Goal of the exercise: Please transcribe the data that follows exactly, from its first line through the line that contains "impl From<&Project> for".

Saved entries:
-- Opening Marker --
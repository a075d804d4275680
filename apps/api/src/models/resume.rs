//! Pipeline output shapes and saved snapshots.

use chrono::{DateTime, Utc};
use serde::{Deserialize, Serialize};

use crate::models::profile::{Project, WorkExperience};

/// Read-only education block copied into every resume.
#[derive(Debug, Clone, PartialEq, Serialize, Deserialize)]
pub struct Education {
    pub institution: String,
    pub degree: String,
    pub dates: String,
    #[serde(default)]
    pub details: Vec<String>,
}

/// Read-only contact block copied into every resume.
#[derive(Debug, Clone, PartialEq, Serialize, Deserialize)]
pub struct ContactLinks {
    pub email: String,
    pub phone: String,
    pub portfolio: String,
    pub github: String,
    pub linkedin: String,
}

/// A resume project line. `company` carries the project title and `dates` its year,
/// matching the layout the PDF renderer expects.
#[derive(Debug, Clone, PartialEq, Serialize, Deserialize)]
pub struct ProjectEntry {
    pub company: String,
    pub dates: String,
    pub minor_desc: String,
    pub bullets: Vec<String>,
}

impl From<&Project> for ProjectEntry {
    fn from(project: &Project) -> Self {
        ProjectEntry {
            company: project.title.clone(),
            dates: project.year.to_string(),
            minor_desc: project.subtitle.clone(),
            bullets: project.description.clone(),
        }
    }
}

/// A labelled group of skills; `items` is a comma-joined list.
#[derive(Debug, Clone, PartialEq, Serialize, Deserialize)]
pub struct SkillCategory {
    pub title: String,
    pub items: String,
}

#[derive(Debug, Clone, PartialEq, Serialize, Deserialize)]
#[serde(rename_all = "camelCase")]
pub struct ResumeStructure {
    pub summary: String,
    pub education: Education,
    pub work_experience: Vec<WorkExperience>,
    pub projects: Vec<ProjectEntry>,
    pub skills: Vec<SkillCategory>,
    pub links: ContactLinks,
}

impl ResumeStructure {
    /// Names the first empty required section, if any.
    pub fn missing_section(&self) -> Option<&'static str> {
        if self.work_experience.is_empty() {
            Some("work experience")
        } else if self.projects.is_empty() {
            Some("projects")
        } else if self.skills.is_empty() {
            Some("skills")
        } else {
            None
        }
    }
}

/// Immutable snapshot of a finished run.
#[derive(Debug, Clone, PartialEq, Serialize, Deserialize)]
#[serde(rename_all = "camelCase")]
pub struct SavedResult {
    pub id: String,
    pub job_title: String,
    pub company_name: String,
    pub resume: ResumeStructure,
    pub cover_letter: String,
    pub created_at: DateTime<Utc>,
}

#[derive(Debug, Clone, Deserialize)]
#[serde(rename_all = "camelCase")]
pub struct NewSavedResult {
    pub job_title: String,
    pub company_name: String,
    pub resume: ResumeStructure,
    pub cover_letter: String,
}

/// Fixed header data that never passes through generation.
#[derive(Debug, Clone, PartialEq, Serialize, Deserialize)]
pub struct StaticProfile {
    pub name: String,
    pub education: Education,
    pub links: ContactLinks,
}

impl Default for StaticProfile {
    fn default() -> Self {
        StaticProfile {
            name: "Your Name".to_string(),
            education: Education {
                institution: "University".to_string(),
                degree: "Bachelor of Science".to_string(),
                dates: String::new(),
                details: Vec::new(),
            },
            links: ContactLinks {
                email: "you@example.com".to_string(),
                phone: String::new(),
                portfolio: String::new(),
                github: String::new(),
                linkedin: String::new(),
            },
        }
    }
}
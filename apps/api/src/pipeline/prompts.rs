// Prompt constants for the three pipeline stages.
// Reuses cross-cutting fragments from llm_client::prompts.

/// Stage 1: bullet rewriting for work experience and selected projects.
pub const BULLETS_SYSTEM: &str = "\
    You are an expert career coach and professional resume writer. \
    Tailor the applicant's work experience and project bullet points to the job posting. \
    Rewrite each bullet to use the posting's keywords and phrasing and to emphasize impact and results. \
    Return EVERY work experience entry and EVERY project, in the same order you received them. \
    Copy id, company, role and dates for work experience, and company and dates for projects, \
    EXACTLY as given. Only the bullets, and a project's minor_desc, may be rewritten.";

/// Replace `{job_posting}`, `{work_experience}` and `{projects}` before sending.
pub const BULLETS_PROMPT_TEMPLATE: &str = r#"## Job Posting
{job_posting}

## Work Experience (JSON)
{work_experience}

## Selected Projects (JSON)
{projects}

Return a JSON object with "workExperience" and "projects" arrays containing the optimized entries."#;

/// Stage 2: grouping the flat skill set.
pub const SKILLS_SYSTEM: &str = "\
    You are an expert technical recruiter. \
    Group the applicant's skills into 3 to 5 labelled categories, ordered from most to least \
    relevant to the job posting. Put the most relevant skills first within each category. \
    Each category has a short title and an items string of comma-separated skill names. \
    Only use skills from the applicant's list; leave out skills that do not help this application.";

/// Replace `{job_posting}` and `{skills}` before sending.
pub const SKILLS_PROMPT_TEMPLATE: &str = r#"## Job Posting
{job_posting}

## Applicant Skills
{skills}

Return a JSON array of 3 to 5 skill categories."#;

/// Stage 3: the cover letter, as plain prose.
pub const COVER_LETTER_SYSTEM: &str = "\
    You are an expert career coach writing a cover letter for a job applicant. \
    Write a professional cover letter of exactly 3 paragraphs, tailored to the company and role, \
    drawing on the applicant's tailored work experience and projects. \
    If inspiration text is supplied, match its tone but do not copy it. \
    If the applicant shared why they want the role, weave it in naturally. \
    Return plain text only: no markdown, no salutation placeholders, no signature block.";

/// Replace `{company_name}`, `{job_title}`, `{job_posting}`, `{work_experience}`,
/// `{projects}`, `{inspiration}` and `{additional_info}` before sending.
pub const COVER_LETTER_PROMPT_TEMPLATE: &str = r#"## Company
{company_name}

## Role
{job_title}

## Job Posting
{job_posting}

## Tailored Work Experience
{work_experience}

## Tailored Projects
{projects}

## Cover Letter Inspiration
{inspiration}

## Additional Information from the Applicant
{additional_info}"#;

/// Stands in for the posting text when only a screenshot was supplied.
pub const POSTING_IN_IMAGE: &str =
    "The job posting is provided as the attached image. Read it carefully.";

pub const NO_INSPIRATION: &str = "None provided. Write in a warm, confident, professional tone.";

pub const NO_ADDITIONAL_INFO: &str = "None provided.";
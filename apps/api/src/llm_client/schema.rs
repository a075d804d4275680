//! Declared response shapes for schema-typed generation calls.
//!
//! A `Schema` is sent to the backend (upper-case type vocabulary) and used
//! again locally to validate whatever comes back before deserialization.

use serde::{Serialize, Serializer};
use serde_json::{json, Map, Value};

#[derive(Debug, Clone, PartialEq)]
pub enum Schema {
    String,
    Number,
    Array(Box<Schema>),
    Object {
        properties: Vec<(String, Schema)>,
        required: Vec<String>,
    },
}

impl Schema {
    pub fn string() -> Self {
        Schema::String
    }

    pub fn number() -> Self {
        Schema::Number
    }

    pub fn array(items: Schema) -> Self {
        Schema::Array(Box::new(items))
    }

    /// An object whose properties are all required.
    pub fn object<'a>(properties: impl IntoIterator<Item = (&'a str, Schema)>) -> Self {
        let properties: Vec<(String, Schema)> = properties
            .into_iter()
            .map(|(name, schema)| (name.to_string(), schema))
            .collect();
        let required = properties.iter().map(|(name, _)| name.clone()).collect();
        Schema::Object {
            properties,
            required,
        }
    }

    /// Renders the schema in the backend's wire format.
    pub fn to_json(&self) -> Value {
        match self {
            Schema::String => json!({ "type": "STRING" }),
            Schema::Number => json!({ "type": "NUMBER" }),
            Schema::Array(items) => json!({ "type": "ARRAY", "items": items.to_json() }),
            Schema::Object {
                properties,
                required,
            } => {
                let props: Map<String, Value> = properties
                    .iter()
                    .map(|(name, schema)| (name.clone(), schema.to_json()))
                    .collect();
                json!({
                    "type": "OBJECT",
                    "properties": props,
                    "required": required,
                })
            }
        }
    }

    /// Checks `value` against this schema. Extra object properties are allowed;
    /// missing or null required ones are not. Errors name the offending path.
    pub fn validate(&self, value: &Value) -> Result<(), String> {
        self.validate_at(value, "$")
    }

    fn validate_at(&self, value: &Value, path: &str) -> Result<(), String> {
        match self {
            Schema::String => expect(value.is_string(), path, "a string", value),
            Schema::Number => expect(value.is_number(), path, "a number", value),
            Schema::Array(items) => {
                let array = value
                    .as_array()
                    .ok_or_else(|| mismatch(path, "an array", value))?;
                array
                    .iter()
                    .enumerate()
                    .try_for_each(|(i, item)| items.validate_at(item, &format!("{path}[{i}]")))
            }
            Schema::Object {
                properties,
                required,
            } => {
                let object = value
                    .as_object()
                    .ok_or_else(|| mismatch(path, "an object", value))?;
                for name in required {
                    match object.get(name) {
                        None | Some(Value::Null) => {
                            return Err(format!("{path}.{name}: required field is missing"))
                        }
                        Some(_) => {}
                    }
                }
                for (name, schema) in properties {
                    match object.get(name) {
                        None | Some(Value::Null) => {}
                        Some(field) => schema.validate_at(field, &format!("{path}.{name}"))?,
                    }
                }
                Ok(())
            }
        }
    }
}

impl Serialize for Schema {
    fn serialize<S: Serializer>(&self, serializer: S) -> Result<S::Ok, S::Error> {
        self.to_json().serialize(serializer)
    }
}

fn expect(ok: bool, path: &str, expected: &str, value: &Value) -> Result<(), String> {
    if ok {
        Ok(())
    } else {
        Err(mismatch(path, expected, value))
    }
}

fn mismatch(path: &str, expected: &str, value: &Value) -> String {
    let found = match value {
        Value::Null => "null",
        Value::Bool(_) => "a boolean",
        Value::Number(_) => "a number",
        Value::String(_) => "a string",
        Value::Array(_) => "an array",
        Value::Object(_) => "an object",
    };
    format!("{path}: expected {expected}, found {found}")
}

#[cfg(test)]
mod tests {
    use super::*;

    fn entry_schema() -> Schema {
        Schema::object([
            ("company", Schema::string()),
            ("bullets", Schema::array(Schema::string())),
        ])
    }

    #[test]
    fn test_wire_format_uses_upper_case_types() {
        let json = entry_schema().to_json();
        assert_eq!(json["type"], "OBJECT");
        assert_eq!(json["properties"]["bullets"]["type"], "ARRAY");
        assert_eq!(json["properties"]["bullets"]["items"]["type"], "STRING");
        assert_eq!(json["required"], json!(["company", "bullets"]));
    }

    #[test]
    fn test_validate_accepts_matching_value_with_extra_fields() {
        let value = json!({"company": "Acme", "bullets": ["a", "b"], "extra": 1});
        assert!(entry_schema().validate(&value).is_ok());
    }

    #[test]
    fn test_validate_reports_missing_required_field() {
        let value = json!({"bullets": []});
        let err = entry_schema().validate(&value).unwrap_err();
        assert!(err.contains("$.company"), "{err}");
    }

    #[test]
    fn test_validate_reports_nested_type_mismatch_path() {
        let schema = Schema::array(entry_schema());
        let value = json!([{"company": "Acme", "bullets": ["ok", 3]}]);
        let err = schema.validate(&value).unwrap_err();
        assert_eq!(err, "$[0].bullets[1]: expected a string, found a number");
    }

    #[test]
    fn test_null_required_field_counts_as_missing() {
        let value = json!({"company": null, "bullets": []});
        let err = entry_schema().validate(&value).unwrap_err();
        assert_eq!(err, "$.company: required field is missing");
    }
}
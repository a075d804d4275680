//! Plain-text project import and skill-name normalization.

use std::collections::HashSet;

use chrono::{Datelike, Utc};

use crate::models::profile::NewProject;

/// Parses blank-line separated project blocks.
///
/// ```text
/// FRAUD DETECTION 2023
/// Predictive modeling for card payments
/// - Trained gradient boosted models
/// * Cut false positives by 30%
/// ```
///
/// The first line is the title, optionally ending in a four-digit year (the
/// current year otherwise). A second line that is not a bullet is the subtitle.
/// Blocks without a title are skipped.
pub fn parse_project_blocks(text: &str) -> Vec<NewProject> {
    let current_year = Utc::now().year();
    split_blocks(text)
        .into_iter()
        .filter_map(|block| parse_block(&block, current_year))
        .collect()
}

fn split_blocks(text: &str) -> Vec<Vec<&str>> {
    let mut blocks = Vec::new();
    let mut current = Vec::new();
    for line in text.lines() {
        if line.trim().is_empty() {
            if !current.is_empty() {
                blocks.push(std::mem::take(&mut current));
            }
        } else {
            current.push(line.trim());
        }
    }
    if !current.is_empty() {
        blocks.push(current);
    }
    blocks
}

fn parse_block(lines: &[&str], current_year: i32) -> Option<NewProject> {
    let (first, mut rest) = lines.split_first()?;
    let (title, year) = split_title_year(first, current_year);
    if title.is_empty() {
        return None;
    }

    let mut subtitle = String::new();
    if let Some((line, tail)) = rest.split_first() {
        if !is_bullet(line) {
            subtitle = line.to_string();
            rest = tail;
        }
    }

    let description = rest
        .iter()
        .map(|line| strip_bullet(line))
        .filter(|line| !line.is_empty())
        .map(str::to_string)
        .collect();

    Some(NewProject {
        title,
        year,
        subtitle,
        description,
    })
}

/// "TITLE 2023" → ("TITLE", 2023). The year must be separated by whitespace.
fn split_title_year(line: &str, current_year: i32) -> (String, i32) {
    if let Some((head, tail)) = line.rsplit_once(char::is_whitespace) {
        if tail.len() == 4 && tail.chars().all(|c| c.is_ascii_digit()) {
            if let Ok(year) = tail.parse() {
                return (head.trim().to_string(), year);
            }
        }
    }
    (line.trim().to_string(), current_year)
}

fn is_bullet(line: &str) -> bool {
    line.starts_with('-') || line.starts_with('*')
}

fn strip_bullet(line: &str) -> &str {
    line.strip_prefix('-')
        .or_else(|| line.strip_prefix('*'))
        .unwrap_or(line)
        .trim()
}

/// Trims names, drops blanks, and removes case-insensitive duplicates
/// keeping the first spelling.
pub fn normalize_skill_names(names: Vec<String>) -> Vec<String> {
    let mut seen = HashSet::new();
    names
        .into_iter()
        .map(|n| n.trim().to_string())
        .filter(|n| !n.is_empty())
        .filter(|n| seen.insert(n.to_lowercase()))
        .collect()
}

/// Appends comma-separated `input` to `existing`, skipping names already present.
pub fn merge_skill_names(existing: &[String], input: &str) -> Vec<String> {
    let combined = existing
        .iter()
        .cloned()
        .chain(input.split(',').map(str::to_string))
        .collect();
    normalize_skill_names(combined)
}
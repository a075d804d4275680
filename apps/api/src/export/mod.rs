//! Export Adapter: Markdown, LaTeX and Word renderings of a resume, plus the
//! client for the external PDF renderer. No generation calls happen here.

pub mod docx;
pub mod handlers;
pub mod latex;
pub mod markdown;
pub mod render;

pub use render::{RenderClient, RenderError};

use crate::errors::AppError;

impl From<RenderError> for AppError {
    fn from(e: RenderError) -> Self {
        AppError::Render(e.to_string())
    }
}
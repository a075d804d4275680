pub mod profile;
pub mod resume;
-- Closing Marker --
Response:
repository a075d804d4275680
filename apps/api/src/models/resume.rs
//! Pipeline output shapes and saved snapshots.

use chrono::{DateTime, Utc};
use serde::{Deserialize, Serialize};

use crate::models::profile::{Project, WorkExperience};

/// Read-only education block copied into every resume.
#[derive(Debug, Clone, PartialEq, Serialize, Deserialize)]
pub struct Education {
    pub institution: String,
    pub degree: String,
    pub dates: String,
    #[serde(default)]
    pub details: Vec<String>,
}

/// Read-only contact block copied into every resume.
#[derive(Debug, Clone, PartialEq, Serialize, Deserialize)]
pub struct ContactLinks {
    pub email: String,
    pub phone: String,
    pub portfolio: String,
    pub github: String,
    pub linkedin: String,
}

/// A resume project line. `company` carries the project title and `dates` its year,
/// matching the layout the PDF renderer expects.
#[derive(Debug, Clone, PartialEq, Serialize, Deserialize)]
pub struct ProjectEntry {
    pub company: String,
    pub dates: String,
    pub minor_desc: String,
    pub bullets: Vec<String>,
}

impl From<&Project> for ProjectEntry {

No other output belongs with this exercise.